### Instructions for the task
In how many lines of the data does the word "TransportError" appear? Give the number by itself.

### Provided data
//! Stream-level framing properties: fragmented reads, oversized headers,
//! and corrupt frames in the middle of a healthy stream.
//!
//! These tests drive `FrameCodec` the way the receive loop does: bytes
//! arrive in arbitrary chunks, get appended to a `BytesMut`, and the
//! decoder is called until it asks for more data.

use blastlink_protocol::{
    BombPlaced, Envelope, Facing, FrameCodec, GameOverReason, Message, PlayerId, PlayerState,
    PowerupCollected, PowerupKind, PowerupState, ProtocolError,
};
use bytes::{BufMut, BytesMut};
use tokio_util::codec::Decoder;

// =========================================================================
// Helpers
// =========================================================================

fn player_state() -> Envelope {
    Envelope {
        sent_at: 1_700_000_000_000,
        message: Message::PlayerState(PlayerState {
            x: 48,
            y: 96,
            facing: Facing::Right,
            anim_frame: 2,
            life: 3,
            moving: true,
            powerup_state: PowerupState {
                bomb_capacity: 2,
                blast_radius: 3,
                speed_level: 1,
            },
        }),
    }
}

fn bomb() -> Envelope {
    Envelope {
        sent_at: 1_700_000_000_050,
        message: Message::BombPlaced(BombPlaced {
            x: 120,
            y: 180,
            owner_id: PlayerId(2),
            placed_at: 1_700_000_000_049,
            blast_radius: 1,
        }),
    }
}

/// Decodes everything currently decodable, collecting errors separately.
fn drain(
    codec: &mut FrameCodec<blastlink_protocol::JsonCodec>,
    buf: &mut BytesMut,
) -> (Vec<Envelope>, Vec<ProtocolError>) {
    let mut decoded = Vec::new();
    let mut errors = Vec::new();
    loop {
        match codec.decode(buf) {
            Ok(Some(envelope)) => decoded.push(envelope),
            Ok(None) => break,
            Err(e) => errors.push(e),
        }
    }
    (decoded, errors)
}

// =========================================================================
// Round trip
// =========================================================================

#[test]
fn test_round_trip_representative_messages() {
    let mut codec = FrameCodec::new();
    let samples = vec![
        player_state(),
        bomb(),
        Envelope::new(Message::PowerupCollected(PowerupCollected {
            x: 32,
            y: 32,
            kind: PowerupKind::BlastRange,
            collector_id: PlayerId(1),
        })),
        Envelope::new(Message::game_over(GameOverReason::Other("time up".into()))),
    ];

    for envelope in samples {
        let mut buf = BytesMut::from(&codec.encode_frame(&envelope).unwrap()[..]);
        assert_eq!(codec.decode(&mut buf).unwrap(), Some(envelope));
        assert!(buf.is_empty());
    }
}

// =========================================================================
// Fragmentation
// =========================================================================

#[test]
fn test_split_at_every_boundary_yields_message_once() {
    let mut codec = FrameCodec::new();
    let frame = codec.encode_frame(&player_state()).unwrap();

    for split in 0..=frame.len() {
        let mut buf = BytesMut::new();
        let mut decoded = Vec::new();

        buf.extend_from_slice(&frame[..split]);
        let (first, errors) = drain(&mut codec, &mut buf);
        assert!(errors.is_empty(), "split {split}: {errors:?}");
        decoded.extend(first);

        buf.extend_from_slice(&frame[split..]);
        let (second, errors) = drain(&mut codec, &mut buf);
        assert!(errors.is_empty(), "split {split}: {errors:?}");
        decoded.extend(second);

        assert_eq!(decoded, vec![player_state()], "split at byte {split}");
        assert!(buf.is_empty());
    }
}

#[test]
fn test_byte_by_byte_stream_of_two_frames() {
    let mut codec = FrameCodec::new();
    let mut stream = codec.encode_frame(&player_state()).unwrap();
    stream.extend(codec.encode_frame(&bomb()).unwrap());

    let mut buf = BytesMut::new();
    let mut decoded = Vec::new();
    for byte in stream {
        buf.put_u8(byte);
        decoded.extend(drain(&mut codec, &mut buf).0);
    }

    assert_eq!(decoded, vec![player_state(), bomb()]);
}

// =========================================================================
// Malformed input
// =========================================================================

#[test]
fn test_oversized_header_resets_buffer() {
    let mut codec = FrameCodec::new().with_max_frame_len(1024);
    let mut buf = BytesMut::new();
    buf.put_u32(4096);
    // The body of the oversized frame, which must not be parsed as headers.
    buf.extend_from_slice(&[0x41; 64]);

    let (decoded, errors) = drain(&mut codec, &mut buf);

    assert!(decoded.is_empty());
    assert_eq!(errors.len(), 1);
    assert!(matches!(
        errors[0],
        ProtocolError::FrameTooLarge { len: 4096, max: 1024 }
    ));
    assert!(buf.is_empty());

    // The next frame to arrive decodes normally.
    buf.extend_from_slice(&codec.encode_frame(&bomb()).unwrap());
    let (decoded, errors) = drain(&mut codec, &mut buf);
    assert_eq!(decoded, vec![bomb()]);
    assert!(errors.is_empty());
}

#[test]
fn test_oversized_header_does_not_wait_for_payload() {
    // A header claiming 2 MiB must fail immediately rather than asking
    // for more data.
    let mut codec = FrameCodec::new();
    let mut buf = BytesMut::new();
    buf.put_u32(2 * 1024 * 1024);

    assert!(matches!(
        codec.decode(&mut buf),
        Err(ProtocolError::FrameTooLarge { .. })
    ));
    assert!(buf.is_empty());
}

#[test]
fn test_corrupt_frame_between_valid_frames_is_skipped() {
    let mut codec = FrameCodec::new();
    let garbage = b"\x00not an envelope";

    let mut buf = BytesMut::new();
    buf.extend_from_slice(&codec.encode_frame(&player_state()).unwrap());
    buf.put_u32(garbage.len() as u32);
    buf.extend_from_slice(garbage);
    buf.extend_from_slice(&codec.encode_frame(&bomb()).unwrap());

    let (decoded, errors) = drain(&mut codec, &mut buf);

    assert_eq!(decoded, vec![player_state(), bomb()]);
    assert_eq!(errors.len(), 1);
    assert!(matches!(errors[0], ProtocolError::Decode(_)));
}
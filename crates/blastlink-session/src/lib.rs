//! Per-connection machinery for blastlink.
//!
//! Everything that happens between "a socket is open" and "the socket is
//! gone" lives here:
//!
//! - [`Link`]: the shared handle. Liveness flags, the inbox, the outbound
//!   queue, the player-state throttle, traffic counters.
//! - [`run_receive_loop`]: decodes frames into the inbox and applies the
//!   control messages that change link state.
//! - [`run_writer`]: drains the outbound queue onto the socket.
//! - [`run_heartbeat_monitor`]: sends heartbeats, probes a quiet peer,
//!   and declares a silent one dead.
//! - [`ConnectionTasks`]: spawns the three tasks above for one socket and
//!   shuts them down together.
//!
//! Dialing, accepting and the handshake sequence live one layer up, in
//! the `blastlink` crate.

mod config;
mod connection;
mod error;
mod heartbeat;
mod inbox;
mod link;
mod receiver;
mod state;
mod stats;
mod throttle;
mod writer;

pub use config::SessionConfig;
pub use connection::ConnectionTasks;
pub use error::SessionError;
pub use heartbeat::run_heartbeat_monitor;
pub use inbox::{Inbound, Inbox};
pub use link::{Link, SendOutcome};
pub use receiver::run_receive_loop;
pub use state::{LinkPhase, LinkState};
pub use stats::{NetworkStats, StatsSnapshot};
pub use throttle::Throttle;
pub use writer::run_writer;
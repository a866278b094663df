//! The writer task: outbound queue in, framed bytes out.

use blastlink_protocol::{Codec, Envelope, FrameCodec, MessageKind, ProtocolError};
use futures_util::SinkExt;
use tokio::io::AsyncWrite;
use tokio::sync::mpsc;
use tokio_util::codec::FramedWrite;
use tokio_util::sync::CancellationToken;
use tracing::{debug, warn};

use crate::link::Link;

/// Writes queued envelopes until the queue closes, `cancel` fires, or
/// the socket fails.
///
/// The queue is polled before the token, so frames queued ahead of a
/// cancel (the farewell `GameOver` in particular) still go out. On the
/// way out the write half is flushed and shut down.
///
/// A write error marks the link degraded and stops the task. It does not
/// mark the link dead: the receive loop and the heartbeat monitor own
/// that decision.
pub async fn run_writer<W, C>(
    writer: W,
    mut outbound: mpsc::Receiver<Envelope>,
    link: Link,
    codec: FrameCodec<C>,
    cancel: CancellationToken,
) where
    W: AsyncWrite + Unpin,
    C: Codec,
{
    let mut sink = FramedWrite::new(writer, codec);

    loop {
        let envelope = tokio::select! {
            biased;
            next = outbound.recv() => match next {
                Some(envelope) => envelope,
                None => break,
            },
            _ = cancel.cancelled() => break,
        };

        let kind = envelope.kind();
        match sink.send(envelope).await {
            Ok(()) => {
                link.stats().record_sent();
                if kind == MessageKind::Heartbeat {
                    link.stats().record_heartbeat();
                }
            }
            Err(ProtocolError::Io(e)) => {
                warn!(error = %e, %kind, "write failed");
                link.stats().record_connection_error();
                link.mark_degraded();
                return;
            }
            Err(e) => {
                // Nothing reached the socket; the stream is still in sync.
                warn!(error = %e, %kind, "dropping unencodable frame");
                link.stats().record_protocol_error();
            }
        }
    }

    if let Err(e) = sink.close().await {
        debug!(error = %e, "closing write half");
    }
}

#[cfg(test)]
mod tests {
    use super::*;
    use crate::SessionConfig;
    use blastlink_protocol::{GameOverReason, Message, PeerRole, PlayerId};
    use futures_util::StreamExt;
    use std::time::Duration;
    use tokio_util::codec::FramedRead;

    fn established(config: SessionConfig) -> (Link, mpsc::Receiver<Envelope>) {
        let link = Link::new(PeerRole::Host, config);
        let rx = link.attach();
        link.mark_connected("127.0.0.1:1".parse().unwrap());
        link.mark_established(PlayerId::HOST);
        (link, rx)
    }

    #[tokio::test]
    async fn test_frames_written_in_order() {
        let (link, rx) = established(SessionConfig::default());
        let (local, remote) = tokio::io::duplex(64 * 1024);
        let cancel = CancellationToken::new();
        let handle = tokio::spawn(run_writer(local, rx, link.clone(), FrameCodec::new(), cancel.clone()));

        link.send(Message::heartbeat()).unwrap();
        link.send(Message::connection_check()).unwrap();

        let mut frames = FramedRead::new(remote, FrameCodec::new());
        let first = frames.next().await.unwrap().unwrap();
        let second = frames.next().await.unwrap().unwrap();
        assert_eq!(first.kind(), MessageKind::Heartbeat);
        assert_eq!(second.kind(), MessageKind::ConnectionCheck);

        cancel.cancel();
        handle.await.unwrap();
        let stats = link.stats().snapshot();
        assert_eq!(stats.frames_sent, 2);
        assert_eq!(stats.heartbeats_sent, 1);
    }

    #[tokio::test]
    async fn test_queued_farewell_flushed_before_cancel() {
        let (link, rx) = established(SessionConfig::default());
        let (local, remote) = tokio::io::duplex(64 * 1024);
        let cancel = CancellationToken::new();

        link.send(Message::game_over(GameOverReason::Disconnect)).unwrap();
        cancel.cancel();
        run_writer(local, rx, link.clone(), FrameCodec::new(), cancel).await;

        let mut frames = FramedRead::new(remote, FrameCodec::new());
        let farewell = frames.next().await.unwrap().unwrap();
        assert_eq!(farewell.kind(), MessageKind::GameOver);
        // Write half was shut down.
        assert!(frames.next().await.is_none());
    }

    #[tokio::test]
    async fn test_write_failure_marks_degraded_not_dead() {
        let (link, rx) = established(SessionConfig::default());
        let (local, remote) = tokio::io::duplex(64);
        drop(remote);
        let cancel = CancellationToken::new();
        let handle = tokio::spawn(run_writer(local, rx, link.clone(), FrameCodec::new(), cancel));

        link.send(Message::heartbeat()).unwrap();
        tokio::time::timeout(Duration::from_secs(2), handle)
            .await
            .expect("writer should stop")
            .unwrap();

        let state = link.state();
        assert!(state.degraded);
        assert!(state.connected);
        assert_eq!(link.stats().snapshot().connection_errors, 1);
    }

    #[tokio::test]
    async fn test_oversized_frame_dropped_and_writer_continues() {
        let (link, rx) = established(SessionConfig::default());
        let (local, remote) = tokio::io::duplex(64 * 1024);
        let cancel = CancellationToken::new();
        let codec = FrameCodec::new().with_max_frame_len(200);
        let handle = tokio::spawn(run_writer(local, rx, link.clone(), codec, cancel.clone()));

        link.send(Message::game_over(GameOverReason::Other("x".repeat(400))))
            .unwrap();
        link.send(Message::heartbeat()).unwrap();

        let mut frames = FramedRead::new(remote, FrameCodec::new());
        let next = frames.next().await.unwrap().unwrap();
        assert_eq!(next.kind(), MessageKind::Heartbeat);
        assert_eq!(link.stats().snapshot().protocol_errors, 1);
        assert!(!link.state().degraded);

        cancel.cancel();
        handle.await.unwrap();
    }
}
//! Wire protocol for blastlink.
//!
//! This crate defines what two peers say to each other and how it looks
//! on the stream:
//!
//! - **Types** ([`Envelope`], [`Message`], [`MessageKind`], payload
//!   structs): the closed message catalogue.
//! - **Codec** ([`Codec`] trait, [`JsonCodec`]): how one envelope becomes
//!   bytes.
//! - **Framing** ([`FrameCodec`]): the 4-byte big-endian length prefix that
//!   delimits envelopes on a TCP stream.
//! - **Errors** ([`ProtocolError`]).
//!
//! The protocol layer knows nothing about sockets or liveness:
//!
//! ```text
//! Transport (TcpStream) → Protocol (Envelope) → Session (inbox, heartbeats)
//! ```

mod codec;
mod error;
mod frame;
mod types;

pub use codec::Codec;
#[cfg(feature = "json")]
pub use codec::JsonCodec;
pub use error::ProtocolError;
pub use frame::{DEFAULT_MAX_FRAME_LEN, FrameCodec, HEADER_LEN};
pub use types::{
    BombPlaced, ConnectionAccepted, ConnectionCheck, ConnectionRequest, Envelope, Facing,
    GameOver, GameOverReason, Heartbeat, Message, MessageKind, ObjectDestroyed, PeerRole,
    PlayerId, PlayerState, PowerupCollected, PowerupKind, PowerupSpawned, PowerupState,
    now_millis,
};
//! The shared handle every task of one peer connection works through.
//!
//! A [`Link`] is cheap to clone (one `Arc`). The facade, the receive loop,
//! the writer and the heartbeat monitor each hold a clone and meet in the
//! same place:
//!
//! ```text
//!  game loop ──send()──► outbound mpsc ──► writer task ──► socket
//!  game loop ◄─drain()── Inbox ◄────────── receive loop ◄── socket
//!                         LinkState (watch) ◄── everyone
//! ```
//!
//! The link outlives individual sockets: a reconnecting client attaches a
//! fresh outbound queue to the same `Link`, so the game never has to
//! swap handles.

use std::net::SocketAddr;
use std::sync::{Arc, Mutex, PoisonError};

use blastlink_protocol::{Envelope, GameOverReason, Message, PeerRole, PlayerId};
use tokio::sync::{mpsc, watch};
use tokio::time::Instant;
use tracing::{debug, info};

use crate::config::SessionConfig;
use crate::error::SessionError;
use crate::inbox::Inbox;
use crate::state::{LinkPhase, LinkState};
use crate::stats::NetworkStats;
use crate::throttle::Throttle;

/// Whether a gameplay send went out or was rate-limited away.
#[derive(Debug, Clone, Copy, PartialEq, Eq)]
pub enum SendOutcome {
    Sent,
    Throttled,
}

#[derive(Clone)]
pub struct Link {
    inner: Arc<LinkInner>,
}

struct LinkInner {
    role: PeerRole,
    config: SessionConfig,
    state: watch::Sender<LinkState>,
    inbox: Inbox,
    stats: NetworkStats,
    outbound: Mutex<Option<mpsc::Sender<Envelope>>>,
    player_state_throttle: Mutex<Throttle>,
}

impl Link {
    pub fn new(role: PeerRole, config: SessionConfig) -> Self {
        let config = config.validated();
        let (state, _) = watch::channel(LinkState::new());
        let throttle = Throttle::new(config.player_state_interval);
        Self {
            inner: Arc::new(LinkInner {
                role,
                config,
                state,
                inbox: Inbox::new(),
                stats: NetworkStats::new(),
                outbound: Mutex::new(None),
                player_state_throttle: Mutex::new(throttle),
            }),
        }
    }

    pub fn role(&self) -> PeerRole {
        self.inner.role
    }

    pub fn config(&self) -> &SessionConfig {
        &self.inner.config
    }

    pub fn inbox(&self) -> &Inbox {
        &self.inner.inbox
    }

    pub fn stats(&self) -> &NetworkStats {
        &self.inner.stats
    }

    // -----------------------------------------------------------------------
    // State queries
    // -----------------------------------------------------------------------

    /// A copy of the current state.
    pub fn state(&self) -> LinkState {
        self.inner.state.borrow().clone()
    }

    /// Watches state changes. Refreshing `last_received` does not notify.
    pub fn subscribe(&self) -> watch::Receiver<LinkState> {
        self.inner.state.subscribe()
    }

    pub fn phase(&self) -> LinkPhase {
        self.inner.state.borrow().phase
    }

    pub fn is_established(&self) -> bool {
        self.inner.state.borrow().established
    }

    /// Connected, established, and heard from within the heartbeat timeout.
    ///
    /// Computed from the last-received timestamp on every call, so it
    /// turns false the moment the timeout elapses, well before the monitor
    /// gets around to tearing the link down.
    pub fn is_connected(&self) -> bool {
        self.inner
            .state
            .borrow()
            .is_live(Instant::now(), self.inner.config.heartbeat_timeout)
    }

    // -----------------------------------------------------------------------
    // State transitions
    // -----------------------------------------------------------------------

    pub fn set_phase(&self, phase: LinkPhase) {
        self.inner.state.send_if_modified(|state| {
            if state.phase == phase {
                return false;
            }
            debug!(from = %state.phase, to = %phase, "link phase");
            state.phase = phase;
            true
        });
    }

    /// A fresh socket to `peer` is open. Clears everything the previous
    /// socket left behind and starts the silence clock.
    pub fn mark_connected(&self, peer: SocketAddr) {
        self.inner.state.send_modify(|state| {
            state.connected = true;
            state.established = false;
            state.degraded = false;
            state.farewell = None;
            state.last_received = Instant::now();
            state.peer_addr = Some(peer);
        });
        self.inner
            .player_state_throttle
            .lock()
            .unwrap_or_else(PoisonError::into_inner)
            .reset();
    }

    /// Completes the handshake. Ignored unless a socket is open.
    pub fn mark_established(&self, player_id: PlayerId) -> bool {
        self.inner.state.send_if_modified(|state| {
            if !state.connected || state.established {
                return false;
            }
            state.established = true;
            state.player_id = Some(player_id);
            state.phase = LinkPhase::Established;
            true
        })
    }

    /// The socket is gone. Clears `connected` and `established` together,
    /// and moves an established link to [`LinkPhase::Lost`].
    pub fn mark_dead(&self, reason: &str) {
        let changed = self.inner.state.send_if_modified(|state| {
            if !state.connected && !state.established {
                return false;
            }
            if state.established {
                state.phase = LinkPhase::Lost;
            }
            state.connected = false;
            state.established = false;
            true
        });
        if changed {
            info!(reason, "link down");
        }
    }

    /// A write failed. Liveness is left to the receive loop and monitor.
    pub fn mark_degraded(&self) {
        self.inner.state.send_if_modified(|state| {
            let changed = !state.degraded;
            state.degraded = true;
            changed
        });
    }

    pub fn mark_farewell(&self, reason: GameOverReason) {
        self.inner.state.send_modify(|state| {
            state.farewell = Some(reason);
        });
    }

    /// Refreshes the silence clock without waking watchers.
    pub fn touch(&self) {
        self.inner.state.send_if_modified(|state| {
            state.last_received = Instant::now();
            false
        });
    }

    // -----------------------------------------------------------------------
    // Outbound
    // -----------------------------------------------------------------------

    /// Opens a fresh outbound queue for a new socket. The receiver goes to
    /// the writer task; any previous queue is dropped.
    pub fn attach(&self) -> mpsc::Receiver<Envelope> {
        let (tx, rx) = mpsc::channel(self.inner.config.outbound_capacity);
        *self
            .inner
            .outbound
            .lock()
            .unwrap_or_else(PoisonError::into_inner) = Some(tx);
        rx
    }

    /// Drops the outbound queue. The writer drains what is left and exits.
    pub fn detach(&self) {
        self.inner
            .outbound
            .lock()
            .unwrap_or_else(PoisonError::into_inner)
            .take();
    }

    /// Queues `message` for the writer without waiting.
    ///
    /// Used for control traffic, which may go out before the handshake
    /// completes. A full queue refuses the message and leaves the link
    /// alone; a closed one means the writer is gone and marks the link
    /// degraded.
    pub fn send(&self, message: Message) -> Result<(), SessionError> {
        let sender = self
            .inner
            .outbound
            .lock()
            .unwrap_or_else(PoisonError::into_inner)
            .clone()
            .ok_or(SessionError::NotAttached)?;

        sender.try_send(Envelope::new(message)).map_err(|e| match e {
            mpsc::error::TrySendError::Full(rejected) => {
                debug!(kind = %rejected.kind(), "outbound queue full, message dropped");
                SessionError::OutboundFull
            }
            mpsc::error::TrySendError::Closed(_) => {
                self.mark_degraded();
                SessionError::OutboundClosed
            }
        })
    }

    /// Queues gameplay traffic. Requires an established link and applies
    /// the player-state throttle to high-frequency kinds.
    ///
    /// A throttled slot is spent even when the queue then refuses the
    /// message: a newer state follows within one interval anyway.
    pub fn send_gameplay(&self, message: Message) -> Result<SendOutcome, SessionError> {
        if !self.is_established() {
            return Err(SessionError::NotEstablished);
        }

        if message.kind().is_high_frequency() {
            let acquired = self
                .inner
                .player_state_throttle
                .lock()
                .unwrap_or_else(PoisonError::into_inner)
                .try_acquire(Instant::now());
            if !acquired {
                self.inner.stats.record_throttled();
                return Ok(SendOutcome::Throttled);
            }
        }

        self.send(message)?;
        Ok(SendOutcome::Sent)
    }
}

impl std::fmt::Debug for Link {
    fn fmt(&self, f: &mut std::fmt::Formatter<'_>) -> std::fmt::Result {
        f.debug_struct("Link")
            .field("role", &self.inner.role)
            .field("state", &*self.inner.state.borrow())
            .finish()
    }
}
//! Unified error type for blastlink.

use std::time::Duration;

use blastlink_protocol::{GameOverReason, ProtocolError};
use blastlink_session::SessionError;
use blastlink_transport::TransportError;

/// Top-level error that wraps the layer errors plus the failures only the
/// connection establisher can report.
///
/// The facade itself reports plain booleans to the game loop; this type
/// is what gets logged, and what [`GameNetwork::start`](crate::GameNetwork::start)
/// returns to callers that want the reason.
#[derive(Debug, thiserror::Error)]
pub enum BlastlinkError {
    #[error(transparent)]
    Transport(#[from] TransportError),

    #[error(transparent)]
    Protocol(#[from] ProtocolError),

    #[error(transparent)]
    Session(#[from] SessionError),

    /// The host never answered the connection request.
    #[error("no handshake answer within {0:?}")]
    HandshakeTimeout(Duration),

    /// The socket closed while the handshake was in flight.
    #[error("connection lost during handshake")]
    HandshakeAborted,

    /// The host turned us away.
    #[error("host refused the connection: {0}")]
    Rejected(GameOverReason),

    /// Every dial attempt failed.
    #[error("gave up after {0} attempts")]
    AttemptsExhausted(u32),

    #[error("network already initialized")]
    AlreadyInitialized,

    /// The background runtime could not be started.
    #[error("failed to start network runtime: {0}")]
    Runtime(#[source] std::io::Error),
}

impl BlastlinkError {
    /// Whether another dial attempt could succeed.
    pub fn is_retryable(&self) -> bool {
        match self {
            Self::Transport(e) => e.is_retryable(),
            Self::HandshakeTimeout(_) | Self::HandshakeAborted => true,
            Self::Session(SessionError::OutboundClosed | SessionError::OutboundFull) => true,
            _ => false,
        }
    }
}

#[cfg(test)]
mod tests {
    use super::*;

    #[test]
    fn test_from_transport_error() {
        let err = TransportError::ConnectTimedOut {
            addr: "10.0.0.7:4040".into(),
            timeout: Duration::from_secs(5),
        };
        let wrapped: BlastlinkError = err.into();
        assert!(matches!(wrapped, BlastlinkError::Transport(_)));
        assert!(wrapped.to_string().contains("10.0.0.7:4040"));
    }

    #[test]
    fn test_from_protocol_error() {
        let err = ProtocolError::UnknownKind("BOMB_EXPLODED".into());
        let wrapped: BlastlinkError = err.into();
        assert!(matches!(wrapped, BlastlinkError::Protocol(_)));
    }

    #[test]
    fn test_from_session_error() {
        let wrapped: BlastlinkError = SessionError::NotEstablished.into();
        assert!(matches!(wrapped, BlastlinkError::Session(_)));
    }

    #[test]
    fn test_rejection_is_terminal() {
        assert!(!BlastlinkError::Rejected(GameOverReason::SessionFull).is_retryable());
        assert!(BlastlinkError::HandshakeTimeout(Duration::from_secs(5)).is_retryable());
        assert!(!BlastlinkError::AttemptsExhausted(5).is_retryable());
    }
}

### Worked solution
3